Kegiatan ini merupakan kebiasaan mereka saat berkumpul, lengkap dengan hukuman berdiri bagi yang kalah.
Sementara itu, Enu Melin dan Enu Itin memilih untuk beristirahat di kamar tidur anak perempuan Bapak Tinus, Siren.
Sedangkan Save, sopir Romo Agus, menginap di kamar anak laki-laki, Santos.
Menjelang dini hari, sekitar pukul 01.00 WITA, Romo Agus meminta agar anggota pastorannya dibangunkan untuk kembali ke pastoran.
Namun, Mama Sindi mengatakan bahwa mereka sudah tertidur lelap.
Romo Agus kemudian mengusulkan agar dirinya dan adik Kristo yang pulang lebih dulu, tetapi Bapak Tinus dan Mama Sindi meminta mereka untuk menginap karena sudah terlalu larut.
“Kami pun mengiakan ajakan mereka,” ungkap Romo Agus.
Bapak Tinus kemudian mengantar Romo Agus ke sebuah kamar tidur yang telah disiapkan.

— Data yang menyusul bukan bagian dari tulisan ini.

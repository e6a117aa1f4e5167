mod error;
pub use error::{Error, Fault};

mod outcome;
pub use outcome::Outcome;

mod nothing;
pub use nothing::Nothing;

mod pending;
pub use pending::PendingOutcome;

#[cfg(test)]
mod test_service;
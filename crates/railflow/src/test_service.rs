//! Step functions shared by the unit tests. These stand in for the
//! caller-supplied collaborators of the library: plain functions of shape
//! `input -> Outcome` or `input -> future Outcome`.

use crate::{Error, Nothing, Outcome};

pub(crate) const EMPTY_INPUT: &str = "Input value can't be empty";

pub(crate) fn reverse(input: &str) -> Outcome<String> {
    if input.trim().is_empty() {
        return Error::new(EMPTY_INPUT).into();
    }

    Outcome::success(input.chars().rev().collect())
}

pub(crate) fn upper(input: String) -> Outcome<String> {
    if input.trim().is_empty() {
        return Error::new(EMPTY_INPUT).into();
    }

    Outcome::success(input.to_uppercase())
}

pub(crate) fn consume(input: String) -> Outcome<Nothing> {
    if input.trim().is_empty() {
        return Error::new(EMPTY_INPUT).into();
    }

    Outcome::nothing()
}

pub(crate) async fn reverse_async(input: &str) -> Outcome<String> {
    tokio::task::yield_now().await;
    reverse(input)
}

pub(crate) async fn upper_async(input: String) -> Outcome<String> {
    tokio::task::yield_now().await;
    upper(input)
}

pub(crate) async fn consume_async(input: String) -> Outcome<Nothing> {
    tokio::task::yield_now().await;
    consume(input)
}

Sementara itu, adik Kristo dan Bapak Tinus berbaring di tempat tidur yang terletak di depan kamar Romo Agus.
Mama Sindi sendiri tidur bersama anak-anak perempuannya dan Enu Melin.
Dalam kondisi kelelahan setelah aktivitas seharian di pastoran, Romo Agus mengaku langsung tertidur lelap di dalam kamar dengan pintu yang hanya ditutupi tirai.
Namun, sekitar pukul 02.00 WITA, Romo Agus terbangun dengan terkejut oleh teriakan marah dan makian dari Bapak Tinus yang mengancam akan mengambil parang.
Dalam keadaan shok dan bingung, Romo Agus mendapati Mama Sindi berada di dalam kamar dengan pakaian lengkap, sebelum kemudian berlari keluar.
“Masih dalam keadaan shok, saya berusaha menenangkan Bapak Tinus. Saat itu saya masih dalam keadaan berpakaian lengkap, ditambah kain selimut dan bangun mendekati Bapak Tinus,” tutur Romo Agus.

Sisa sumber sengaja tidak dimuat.